Exercise details: What is needed here is a verbatim copy of the records that follow.

****************

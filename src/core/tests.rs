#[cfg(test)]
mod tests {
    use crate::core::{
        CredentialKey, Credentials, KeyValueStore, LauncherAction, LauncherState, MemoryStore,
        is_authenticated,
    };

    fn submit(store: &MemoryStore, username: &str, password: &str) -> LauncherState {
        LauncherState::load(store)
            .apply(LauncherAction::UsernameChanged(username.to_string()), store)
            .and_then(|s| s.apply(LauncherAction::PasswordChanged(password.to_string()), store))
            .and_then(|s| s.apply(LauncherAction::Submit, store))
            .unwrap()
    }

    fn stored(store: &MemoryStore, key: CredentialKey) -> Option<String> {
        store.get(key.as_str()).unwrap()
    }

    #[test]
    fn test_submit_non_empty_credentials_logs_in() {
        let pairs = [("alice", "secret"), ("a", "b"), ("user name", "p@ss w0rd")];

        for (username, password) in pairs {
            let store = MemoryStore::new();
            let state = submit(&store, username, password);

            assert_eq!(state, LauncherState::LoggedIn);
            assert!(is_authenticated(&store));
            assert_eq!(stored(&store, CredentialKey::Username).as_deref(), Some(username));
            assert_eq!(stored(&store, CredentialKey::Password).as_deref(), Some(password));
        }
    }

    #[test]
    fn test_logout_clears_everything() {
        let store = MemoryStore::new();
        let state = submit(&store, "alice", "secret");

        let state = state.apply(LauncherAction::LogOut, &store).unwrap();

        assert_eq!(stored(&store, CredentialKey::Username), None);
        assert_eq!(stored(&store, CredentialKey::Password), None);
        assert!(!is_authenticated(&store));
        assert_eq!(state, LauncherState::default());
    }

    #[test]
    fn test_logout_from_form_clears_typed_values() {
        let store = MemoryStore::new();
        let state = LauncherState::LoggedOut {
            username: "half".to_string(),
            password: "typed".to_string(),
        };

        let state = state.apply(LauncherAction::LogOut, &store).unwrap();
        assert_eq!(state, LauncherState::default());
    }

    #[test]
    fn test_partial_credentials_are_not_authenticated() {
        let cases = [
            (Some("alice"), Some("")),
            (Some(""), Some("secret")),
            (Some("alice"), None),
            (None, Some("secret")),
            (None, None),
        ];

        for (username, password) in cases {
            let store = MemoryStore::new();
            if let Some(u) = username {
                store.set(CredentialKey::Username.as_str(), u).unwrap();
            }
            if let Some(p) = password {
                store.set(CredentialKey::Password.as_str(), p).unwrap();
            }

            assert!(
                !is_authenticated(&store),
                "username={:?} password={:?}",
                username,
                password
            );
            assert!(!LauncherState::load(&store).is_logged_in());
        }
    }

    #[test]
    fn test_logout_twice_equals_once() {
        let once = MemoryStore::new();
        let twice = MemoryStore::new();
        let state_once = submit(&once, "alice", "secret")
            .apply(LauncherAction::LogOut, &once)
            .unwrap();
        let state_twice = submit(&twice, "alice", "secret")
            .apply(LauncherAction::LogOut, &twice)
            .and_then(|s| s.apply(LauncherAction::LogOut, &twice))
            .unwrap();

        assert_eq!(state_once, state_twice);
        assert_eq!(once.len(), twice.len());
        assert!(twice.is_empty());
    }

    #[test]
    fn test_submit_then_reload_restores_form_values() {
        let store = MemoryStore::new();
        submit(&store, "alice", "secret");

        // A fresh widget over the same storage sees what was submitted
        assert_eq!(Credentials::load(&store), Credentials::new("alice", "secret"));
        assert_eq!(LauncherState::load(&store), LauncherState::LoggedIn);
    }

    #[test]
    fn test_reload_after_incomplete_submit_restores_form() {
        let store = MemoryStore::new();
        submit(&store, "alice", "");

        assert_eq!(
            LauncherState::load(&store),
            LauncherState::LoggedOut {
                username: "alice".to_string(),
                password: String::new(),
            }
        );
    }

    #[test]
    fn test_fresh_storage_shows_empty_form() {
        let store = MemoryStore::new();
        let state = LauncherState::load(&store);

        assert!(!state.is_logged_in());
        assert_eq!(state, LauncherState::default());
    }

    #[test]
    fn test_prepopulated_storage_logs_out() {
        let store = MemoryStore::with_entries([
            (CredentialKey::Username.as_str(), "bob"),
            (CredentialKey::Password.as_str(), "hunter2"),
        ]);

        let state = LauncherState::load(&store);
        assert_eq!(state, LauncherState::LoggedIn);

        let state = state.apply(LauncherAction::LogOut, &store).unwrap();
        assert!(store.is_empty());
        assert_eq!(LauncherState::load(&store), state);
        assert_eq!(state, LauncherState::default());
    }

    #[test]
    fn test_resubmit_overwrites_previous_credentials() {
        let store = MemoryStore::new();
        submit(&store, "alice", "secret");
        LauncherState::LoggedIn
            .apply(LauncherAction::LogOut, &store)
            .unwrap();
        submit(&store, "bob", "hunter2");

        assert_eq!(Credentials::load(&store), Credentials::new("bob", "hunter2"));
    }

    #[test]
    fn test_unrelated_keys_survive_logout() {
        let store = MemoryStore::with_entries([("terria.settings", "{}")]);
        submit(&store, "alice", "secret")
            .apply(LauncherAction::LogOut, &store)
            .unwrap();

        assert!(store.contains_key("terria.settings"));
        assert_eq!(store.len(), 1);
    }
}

****************

Answer for the task:
filename src/core/tests.rs
#[cfg(test)]
mod tests {
    use crate::core::{
        CredentialKey, Credentials, KeyValueStore, LauncherAction, LauncherState, MemoryStore,
        is_authenticated,
    };

    fn submit(store: &MemoryStore, username: &str, password: &str) -> LauncherState {
        LauncherState::load(store)
            .apply(LauncherAction::UsernameChanged(username.to_string()), store)
            .and_then(|s| s.apply(LauncherAction::PasswordChanged(password.to_string()), store))
            .and_then(|s| s.apply(LauncherAction::Submit, store))
            .unwrap()
    }

    fn stored(store: &MemoryStore, key: CredentialKey) -> Option<String> {
        store.get(key.as_str()).unwrap()
    }

    #[test]
    fn test_submit_non_empty_credentials_logs_in() {
        let pairs = [("alice", "secret"), ("a", "b"), ("user name", "p@ss w0rd")];

        for (username, password) in pairs {
            let store = MemoryStore::new();
            let state = submit(&store, username, password);

            assert_eq!(state, LauncherState::LoggedIn);
            assert!(is_authenticated(&store));
            assert_eq!(stored(&store, CredentialKey::Username).as_deref(), Some(username));
            assert_eq!(stored(&store, CredentialKey::Password).as_deref(), Some(password));
        }
    }

    #[test]
    fn test_logout_clears_everything() {
        let store = MemoryStore::new();
        let state = submit(&store, "alice", "secret");

        let state = state.apply(LauncherAction::LogOut, &store).unwrap();

        assert_eq!(stored(&store, CredentialKey::Username), None);
        assert_eq!(stored(&store, CredentialKey::Password), None);
        assert!(!is_authenticated(&store));
        assert_eq!(state, LauncherState::default());
    }

    #[test]
    fn test_logout_from_form_clears_typed_values() {
        let store = MemoryStore::new();
        let state = LauncherState::LoggedOut {
            username: "half".to_string(),
            password: "typed".to_string(),
        };

        let state = state.apply(LauncherAction::LogOut, &store).unwrap();
        assert_eq!(state, LauncherState::default());
    }

    #[test]
    fn test_partial_credentials_are_not_authenticated() {
        let cases = [
            (Some("alice"), Some("")),
            (Some(""), Some("secret")),
            (Some("alice"), None),
            (None, Some("secret")),
            (None, None),
        ];

        for (username, password) in cases {
            let store = MemoryStore::new();
            if let Some(u) = username {
                store.set(CredentialKey::Username.as_str(), u).unwrap();
            }
            if let Some(p) = password {
                store.set(CredentialKey::Password.as_str(), p).unwrap();
            }

            assert!(
                !is_authenticated(&store),
                "username={:?} password={:?}",
                username,
                password
            );
            assert!(!LauncherState::load(&store).is_logged_in());
        }
    }

    #[test]
    fn test_logout_twice_equals_once() {
        let once = MemoryStore::new();
        let twice = MemoryStore::new();
        let state_once = submit(&once, "alice", "secret")
            .apply(LauncherAction::LogOut, &once)
            .unwrap();
        let state_twice = submit(&twice, "alice", "secret")
            .apply(LauncherAction::LogOut, &twice)
            .and_then(|s| s.apply(LauncherAction::LogOut, &twice))
            .unwrap();

        assert_eq!(state_once, state_twice);
        assert_eq!(once.len(), twice.len());
        assert!(twice.is_empty());
    }

    #[test]
    fn test_submit_then_reload_restores_form_values() {
        let store = MemoryStore::new();
        submit(&store, "alice", "secret");

        // A fresh widget over the same storage sees what was submitted
        assert_eq!(Credentials::load(&store), Credentials::new("alice", "secret"));
        assert_eq!(LauncherState::load(&store), LauncherState::LoggedIn);
    }

    #[test]
    fn test_reload_after_incomplete_submit_restores_form() {
        let store = MemoryStore::new();
        submit(&store, "alice", "");

        assert_eq!(
            LauncherState::load(&store),
            LauncherState::LoggedOut {
                username: "alice".to_string(),
                password: String::new(),
            }
        );
    }

    #[test]
    fn test_fresh_storage_shows_empty_form() {
        let store = MemoryStore::new();
        let state = LauncherState::load(&store);

        assert!(!state.is_logged_in());
        assert_eq!(state, LauncherState::default());
    }

    #[test]
    fn test_prepopulated_storage_logs_out() {
        let store = MemoryStore::with_entries([
            (CredentialKey::Username.as_str(), "bob"),
            (CredentialKey::Password.as_str(), "hunter2"),
        ]);

        let state = LauncherState::load(&store);
        assert_eq!(state, LauncherState::LoggedIn);

        let state = state.apply(LauncherAction::LogOut, &store).unwrap();
        assert!(store.is_empty());
        assert_eq!(LauncherState::load(&store), state);
        assert_eq!(state, LauncherState::default());
    }

    #[test]
    fn test_resubmit_overwrites_previous_credentials() {
        let store = MemoryStore::new();
        submit(&store, "alice", "secret");
        LauncherState::LoggedIn
            .apply(LauncherAction::LogOut, &store)
            .unwrap();
        submit(&store, "bob", "hunter2");

        assert_eq!(Credentials::load(&store), Credentials::new("bob", "hunter2"));
    }

    #[test]
    fn test_unrelated_keys_survive_logout() {
        let store = MemoryStore::with_entries([("terria.settings", "{}")]);
        submit(&store, "alice", "secret")
            .apply(LauncherAction::LogOut, &store)
            .unwrap();

        assert!(store.contains_key("terria.settings"));
        assert_eq!(store.len(), 1);
    }
}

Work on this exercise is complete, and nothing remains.